Stored entries
>>>>

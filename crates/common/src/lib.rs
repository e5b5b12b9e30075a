//! Shared types, config, and error definitions for the artist catalog.

pub mod config;
pub mod error;
pub mod types;

pub use config::{LoaderConfig, UpstreamConfig};
pub use error::Error;
pub use types::*;

/// Convenience Result alias.
pub type Result<T> = std::result::Result<T, Error>;
//! WASABI artist API client.
//!
//! Fetches pages of raw artist records with bounded concurrency, optional
//! pacing, and retry/backoff on rate limits and transport failures.

pub mod client;
pub mod rate_limit;
pub mod retry;
pub mod source;

pub use client::WasabiClient;
pub use rate_limit::RequestPacer;
pub use retry::{AttemptError, RetryOutcome, RetryPolicy};
pub use source::ArtistSource;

<<<<

## [What needs to be done]
Reproduce every entry above so that each one matches its source exactly.

## [Exercise response]
filename crates/common/src/lib.rs
repository e5b5b12b9e30075a
//! Shared types, config, and error definitions for the artist catalog.

pub mod config;
pub mod error;
pub mod types;

pub use config::{LoaderConfig, UpstreamConfig};
pub use error::Error;
pub use types::*;

/// Convenience Result alias.
pub type Result<T> = std::result::Result<T, Error>;
//! WASABI artist API client.
//!
//! Fetches pages of raw artist records with bounded concurrency, optional
//! pacing, and retry/backoff on rate limits and transport failures.

pub mod client;
pub mod rate_limit;
pub mod retry;
pub mod source;

pub use client::WasabiClient;
pub use rate_limit::RequestPacer;
pub use retry::{AttemptError, RetryOutcome, RetryPolicy};
pub use source::ArtistSource;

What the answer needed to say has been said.